===== SOURCE MATERIAL
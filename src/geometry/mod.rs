//! Geometry module for pasted geodata
//!
//! This module provides the normalized geometry model and the codecs that
//! read and write it.
//!
//! # Submodules
//! - `types` - Core types (SpatialReference, Geometry variants, Feature)
//! - `shape` - Binary shape decoding for ArcGIS Pro clipboard buffers
//! - `esri_json` - Esri JSON geometry/feature codec
//! - `geojson` - GeoJSON reading

pub mod esri_json;
pub mod geojson;
mod shape;
mod types;

pub use shape::decode_shape;

pub use types::{
    Coordinate,
    Extent,
    Feature,
    Geometry,
    Multipoint,
    Point,
    Polygon,
    Polyline,
    SpatialReference,
};
//! Format-sniffing parser for pasted geodata
//!
//! Pasted text carries no format marker, so interpretations are tried in
//! a fixed priority order until one matches: JSON (GeoJSON, then the Esri
//! JSON shapes), ArcGIS Pro clipboard XML, and finally bare
//! comma-separated coordinates. Failing to *recognize* a format is
//! silent; failing *inside* a recognized format is an error.
//!
//! # Submodules
//! - `clipboard` - ArcGIS Pro clipboard XML interpretation
//! - `coords` - Comma-separated coordinate fallback

mod clipboard;
mod coords;

use percent_encoding::percent_decode_str;
use serde_json::Value;

use crate::error::ParseError;
use crate::geometry::{esri_json, geojson, Feature};
use crate::parse_xml::parse_xml_str;

/// Features extracted from one paste, plus whether their coordinate
/// system is known. When it is not, the caller decides what frame the
/// coordinates were meant in.
#[derive(Debug, Clone)]
pub struct ParseResult {
    pub features: Vec<Feature>,
    pub unknown_spatial_reference: bool,
}

/// One JSON interpretation. `None` means "not this shape of object, keep
/// probing"; `Some` means the interpretation is committed and its outcome
/// (success or failure) is final.
type JsonClassifier = fn(&Value) -> Option<Result<ParseResult, ParseError>>;

/// JSON interpretations in priority order. The order is deliberate:
/// GeoJSON documents always declare a `type`, Esri feature sets a
/// `features` array, single Esri features a `geometry`, and only then is
/// the object probed as a bare Esri geometry.
const JSON_CLASSIFIERS: &[(&str, JsonClassifier)] = &[
    ("geojson", classify_geojson),
    ("esri-featureset", classify_esri_featureset),
    ("esri-feature", classify_esri_feature),
    ("esri-geometry", classify_esri_geometry),
];

/// Parse arbitrary pasted text into features.
///
/// Fails with [`ParseError::UnknownFormat`] when no interpretation
/// recognizes the input; errors inside a recognized interpretation
/// propagate as-is.
pub fn parse(source: &str) -> Result<ParseResult, ParseError> {
    // Opportunistic: pasted URLs arrive percent-encoded, but a failed
    // decode just means the text was never encoded.
    let source = match percent_decode_str(source).decode_utf8() {
        Ok(decoded) => decoded.into_owned(),
        Err(_) => source.to_string(),
    };

    if let Ok(json) = serde_json::from_str::<Value>(&source) {
        if json.is_object() {
            for &(name, classifier) in JSON_CLASSIFIERS {
                if let Some(result) = classifier(&json) {
                    tracing::debug!(interpretation = name, "matched JSON paste");
                    return result;
                }
            }
        }
    }

    if let Ok(document) = parse_xml_str(&source) {
        if let Some(features) = clipboard::parse_clipboard_document(&document)? {
            tracing::debug!(interpretation = "clipboard-xml", "matched XML paste");
            return Ok(ParseResult {
                features,
                unknown_spatial_reference: false,
            });
        }
    }

    if let Some(geometry) = coords::parse_coordinate_list(&source) {
        tracing::debug!(interpretation = "coordinates", "matched coordinate paste");
        return Ok(ParseResult {
            features: vec![Feature::from_geometry(geometry)],
            unknown_spatial_reference: true,
        });
    }

    Err(ParseError::UnknownFormat)
}

fn classify_geojson(json: &Value) -> Option<Result<ParseResult, ParseError>> {
    // GeoJSON always declares a `type`; its coordinates are WGS84 by
    // definition, so the spatial reference is known on this path.
    json.get("type")?;
    Some(geojson::read_features(json).map(|features| ParseResult {
        features,
        unknown_spatial_reference: false,
    }))
}

fn classify_esri_featureset(json: &Value) -> Option<Result<ParseResult, ParseError>> {
    // A feature set's declared spatial reference is authoritative.
    json.get("features")?;
    Some(esri_json::featureset_from_json(json).map(|features| ParseResult {
        features,
        unknown_spatial_reference: false,
    }))
}

fn classify_esri_feature(json: &Value) -> Option<Result<ParseResult, ParseError>> {
    let geometry = json.get("geometry")?;
    let has_spatial_reference = geometry
        .get("spatialReference")
        .map_or(false, |sr| !sr.is_null());
    Some(Ok(ParseResult {
        features: vec![esri_json::feature_from_json(json)],
        unknown_spatial_reference: !has_spatial_reference,
    }))
}

fn classify_esri_geometry(json: &Value) -> Option<Result<ParseResult, ParseError>> {
    let geometry = esri_json::geometry_from_json(json)?;
    let has_spatial_reference = json
        .get("spatialReference")
        .map_or(false, |sr| !sr.is_null());
    Some(Ok(ParseResult {
        features: vec![Feature::from_geometry(geometry)],
        unknown_spatial_reference: !has_spatial_reference,
    }))
}

#[cfg(test)]
mod tests {
    use super::*;
    use crate::geometry::Geometry;

    #[test]
    fn json_classifier_order_prefers_geojson() {
        // `type` wins over `features` when both are present.
        let result = parse(r#"{"type": "FeatureCollection", "features": []}"#).unwrap();
        assert!(result.features.is_empty());
        assert!(!result.unknown_spatial_reference);
    }

    #[test]
    fn esri_feature_without_spatial_reference_is_unknown() {
        let result = parse(r#"{"geometry": {"x": 1, "y": 2}}"#).unwrap();
        assert_eq!(result.features.len(), 1);
        assert!(result.unknown_spatial_reference);
        assert!(matches!(
            result.features[0].geometry,
            Some(Geometry::Point(_))
        ));
    }

    #[test]
    fn esri_feature_with_spatial_reference_is_known() {
        let result = parse(
            r#"{"geometry": {"x": 1, "y": 2, "spatialReference": {"wkid": 3857}}}"#,
        )
        .unwrap();
        assert!(!result.unknown_spatial_reference);
    }

    #[test]
    fn bare_esri_geometry_is_recognized_last() {
        let result = parse(r#"{"rings": [[[0,0],[1,0],[0,1],[0,0]]]}"#).unwrap();
        assert!(result.unknown_spatial_reference);
        assert!(matches!(
            result.features[0].geometry,
            Some(Geometry::Polygon(_))
        ));
    }

    #[test]
    fn unrecognized_json_object_falls_through_to_unknown() {
        let err = parse(r#"{"name": "just an object"}"#).unwrap_err();
        assert!(matches!(err, ParseError::UnknownFormat));
    }

    #[test]
    fn percent_encoded_coordinates_decode_first() {
        let result = parse("25%2C65").unwrap();
        assert!(result.unknown_spatial_reference);
        match result.features[0].geometry.as_ref().unwrap() {
            Geometry::Point(point) => {
                assert_eq!(point.x, 25.0);
                assert_eq!(point.y, 65.0);
            }
            other => panic!("expected point, got {:?}", other),
        }
    }

    #[test]
    fn garbage_is_unknown_format() {
        assert!(matches!(
            parse("not json {{{").unwrap_err(),
            ParseError::UnknownFormat
        ));
    }
}
use std::io;

use tracing_subscriber::EnvFilter;

fn main() -> anyhow::Result<()> {
    // stdout carries protocol responses; all logging goes to stderr.
    tracing_subscriber::fmt()
        .with_env_filter(
            EnvFilter::try_from_default_env().unwrap_or_else(|_| EnvFilter::new("info")),
        )
        .with_writer(io::stderr)
        .init();

    eprintln!("[Paste Server] Reading JSON-RPC requests from stdin...");
    let stdin = io::stdin();
    let stdout = io::stdout();
    geopaste::rpc::serve(stdin.lock(), stdout.lock())
}
// ArcGIS Pro clipboard XML paste, including embedded binary shapes
use geopaste::{parse, Geometry, ParseError, SpatialReference};

// type word 1 (point), x = -117.123, y = 34.456
const POINT_BYTES: &str = "AQAAAB1aZDvfR13A7nw/NV46QUA=";
// type word 3 (polyline), 2 parts, 5 points, part starts [0, 3]
const POLYLINE_BYTES: &str = "AwAAAAAAAAAAAAAAAAAAAAAAAAAAAAAAAAAQQAAAAAAAABBAAgAAAAUAAAAAAAAAAwAA\
                              AAAAAAAAAAAAAAAAAAAAAAAAAAAAAADwPwAAAAAAAPA/AAAAAAAAAEAAAAAAAAAAQAAA\
                              AAAAAAhAAAAAAAAACEAAAAAAAAAQQAAAAAAAABBA";
// type word 1 with the curves modifier bit set
const CURVED_BYTES: &str = "AQAAIAAAAAAAAPA/AAAAAAAAAEA=";

fn clipboard_document(value_type: &str, wkid: i32, bytes: &str) -> String {
    format!(
        r#"<?xml version="1.0" encoding="utf-8"?>
<ArrayOfPropertySet xmlns:xsi="http://www.w3.org/2001/XMLSchema-instance"
                    xmlns:xs="http://www.w3.org/2001/XMLSchema"
                    xmlns:typens="http://www.esri.com/schemas/ArcGIS/3.2">
  <PropertySet xsi:type="typens:PropertySet">
    <PropertyArray xsi:type="typens:ArrayOfPropertySetProperty">
      <PropertySetProperty xsi:type="typens:PropertySetProperty">
        <Key>NAME</Key>
        <Value xsi:type="xs:string">Station 12</Value>
      </PropertySetProperty>
      <PropertySetProperty xsi:type="typens:PropertySetProperty">
        <Key>SHAPE</Key>
        <Value xsi:type="typens:{value_type}">
          <Bytes>{bytes}</Bytes>
          <SpatialReference xsi:type="typens:ProjectedCoordinateSystem">
            <WKID>{wkid}</WKID>
          </SpatialReference>
        </Value>
      </PropertySetProperty>
    </PropertyArray>
  </PropertySet>
</ArrayOfPropertySet>"#
    )
}

#[test]
fn test_point_property_decodes_with_string_attribute() {
    let source = clipboard_document("PointB", 3857, POINT_BYTES);
    let result = parse(&source).expect("clipboard XML must parse");

    assert_eq!(result.features.len(), 1);
    assert!(!result.unknown_spatial_reference);

    let feature = &result.features[0];
    assert_eq!(
        feature.attributes["NAME"],
        serde_json::json!("Station 12")
    );

    match feature.geometry.as_ref().expect("geometry expected") {
        Geometry::Point(point) => {
            assert!((point.x - -117.123).abs() < 1e-9);
            assert!((point.y - 34.456).abs() < 1e-9);
            assert_eq!(point.spatial_reference, Some(SpatialReference::new(3857)));
        }
        other => panic!("expected a point, got {:?}", other),
    }
}

#[test]
fn test_polyline_property_splits_parts() {
    let source = clipboard_document("PolylineB", 4326, POLYLINE_BYTES);
    let result = parse(&source).expect("clipboard XML must parse");

    match result.features[0].geometry.as_ref().expect("geometry expected") {
        Geometry::Polyline(polyline) => {
            assert_eq!(polyline.paths.len(), 2);
            assert_eq!(polyline.paths[0].len(), 3);
            assert_eq!(polyline.paths[1].len(), 2);
        }
        other => panic!("expected a polyline, got {:?}", other),
    }
}

#[test]
fn test_multiple_property_sets_yield_multiple_features() {
    let one = clipboard_document("PointB", 3857, POINT_BYTES);
    // Duplicate the PropertySet inside the same ArrayOfPropertySet.
    let set_start = one.find("<PropertySet").expect("document has a set");
    let set_end = one.find("</PropertySet>").expect("document closes the set") + "</PropertySet>".len();
    let set = &one[set_start..set_end];
    let source = one.replace(set, &format!("{set}{set}"));

    let result = parse(&source).expect("clipboard XML must parse");
    assert_eq!(result.features.len(), 2);
    for feature in &result.features {
        assert!(feature.geometry.is_some());
    }
}

#[test]
fn test_curved_shape_fails_the_whole_paste() {
    // Inside recognized clipboard XML a bad shape is fatal, unlike the
    // silent fall-through of the outer sniffing loop.
    let source = clipboard_document("PointB", 3857, CURVED_BYTES);
    let err = parse(&source).expect_err("curved shapes must be rejected");
    assert!(matches!(err, ParseError::UnsupportedGeometry(_)));
}

#[test]
fn test_invalid_base64_fails_the_whole_paste() {
    let source = clipboard_document("PointB", 3857, "!!!not base64!!!");
    let err = parse(&source).expect_err("invalid base64 must be rejected");
    assert!(matches!(err, ParseError::MalformedInput(_)));
}

#[test]
fn test_non_clipboard_xml_falls_through_to_unknown() {
    let err = parse("<Other><Thing>1</Thing></Other>").expect_err("plain XML is not a format");
    assert!(matches!(err, ParseError::UnknownFormat));
}
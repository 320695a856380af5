//! Generic XML tree parsing
//!
//! Clipboard XML arrives as a string of unknown provenance, so the parser
//! builds a plain owned tree (element name, attributes, text, children)
//! that the clipboard walk can probe without committing to a schema up
//! front.

use indexmap::IndexMap;
use quick_xml::events::Event;
use quick_xml::Reader;

/// A parsed XML element with its attributes, text content, and children.
#[derive(Debug, Clone)]
pub struct XmlNode {
    /// The name/tag of this element
    pub name: String,
    /// Map of attribute names to values, in document order
    pub attributes: IndexMap<String, String>,
    /// Text content of this node
    pub text_content: String,
    /// Child nodes
    pub children: Vec<XmlNode>,
}

/// Parse an XML document from a string and return the root element.
///
/// Fails when the input is not well-formed XML or contains no element at
/// all, which is what lets non-XML pastes fall through to later
/// interpretations.
pub fn parse_xml_str(source: &str) -> anyhow::Result<XmlNode> {
    let mut reader = Reader::from_reader(source.as_bytes());
    let mut buf = Vec::new();

    loop {
        buf.clear();
        let event = reader.read_event_into(&mut buf)?;
        let maybe_root = match event {
            Event::Start(start) => Some((start.into_owned(), false)),
            Event::Empty(start) => Some((start.into_owned(), true)),
            Event::Eof => {
                anyhow::bail!("XML document is empty");
            }
            _ => None,
        };

        if let Some((start, self_closing)) = maybe_root {
            let mut node_buf = Vec::new();
            return parse_node(&mut reader, &mut node_buf, start, self_closing);
        }
    }
}

fn parse_node(
    reader: &mut Reader<&[u8]>,
    buf: &mut Vec<u8>,
    start: quick_xml::events::BytesStart<'static>,
    self_closing: bool,
) -> anyhow::Result<XmlNode> {
    let element_name_bytes = start.name().as_ref().to_vec();
    let element_name = String::from_utf8_lossy(&element_name_bytes).to_string();
    let attributes = collect_attributes(start.attributes())?;

    let mut node = XmlNode {
        name: element_name,
        attributes,
        text_content: String::new(),
        children: Vec::new(),
    };

    if self_closing {
        return Ok(node);
    }

    loop {
        buf.clear();
        let event = reader.read_event_into(buf)?;
        match event {
            Event::Start(child_start) => {
                let mut child_buf = Vec::new();
                let child = parse_node(reader, &mut child_buf, child_start.into_owned(), false)?;
                node.children.push(child);
            }
            Event::Empty(child_start) => {
                let mut child_buf = Vec::new();
                let child = parse_node(reader, &mut child_buf, child_start.into_owned(), true)?;
                node.children.push(child);
            }
            Event::Text(text) => {
                let value = String::from_utf8_lossy(text.as_ref()).to_string();
                if !value.trim().is_empty() {
                    node.text_content.push_str(value.trim());
                }
            }
            Event::CData(text) => {
                let value = String::from_utf8_lossy(text.as_ref()).to_string();
                if !value.trim().is_empty() {
                    node.text_content.push_str(value.trim());
                }
            }
            Event::End(end) => {
                anyhow::ensure!(
                    end.name().as_ref() == element_name_bytes.as_slice(),
                    "unexpected closing tag '</{}>' while parsing '<{}>'",
                    String::from_utf8_lossy(end.name().as_ref()),
                    node.name
                );
                return Ok(node);
            }
            Event::Eof => {
                anyhow::bail!("unexpected end of file while parsing element '{}'", node.name);
            }
            _ => {}
        }
    }
}

fn collect_attributes(
    attributes: quick_xml::events::attributes::Attributes<'_>,
) -> anyhow::Result<IndexMap<String, String>> {
    let mut map = IndexMap::new();
    for attr in attributes {
        let attr = attr?;
        let key = String::from_utf8_lossy(attr.key.as_ref()).to_string();
        let value = String::from_utf8_lossy(attr.value.as_ref()).to_string();
        map.insert(key, value);
    }
    Ok(map)
}

#[cfg(test)]
mod tests {
    use super::*;

    #[test]
    fn parses_nested_elements_with_attributes() {
        let root = parse_xml_str(
            r#"<?xml version="1.0"?>
            <Outer kind="test">
                <Inner>hello</Inner>
                <Empty flag="1"/>
            </Outer>"#,
        )
        .expect("well-formed document must parse");

        assert_eq!(root.name, "Outer");
        assert_eq!(root.attributes.get("kind").map(String::as_str), Some("test"));
        assert_eq!(root.children.len(), 2);
        assert_eq!(root.children[0].text_content, "hello");
        assert_eq!(root.children[1].name, "Empty");
    }

    #[test]
    fn rejects_plain_text() {
        assert!(parse_xml_str("not json {{{").is_err());
        assert!(parse_xml_str("25,65").is_err());
    }

    #[test]
    fn rejects_mismatched_tags() {
        assert!(parse_xml_str("<a><b></a></b>").is_err());
    }
}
==========
- _EXERCISE OBJECTIVE_:
Every line of the data that includes the word "version" should be copied.

- _SOLUTION TO THIS TASK_:
        r#"<?xml version="1.0" encoding="utf-8"?>
            r#"<?xml version="1.0"?>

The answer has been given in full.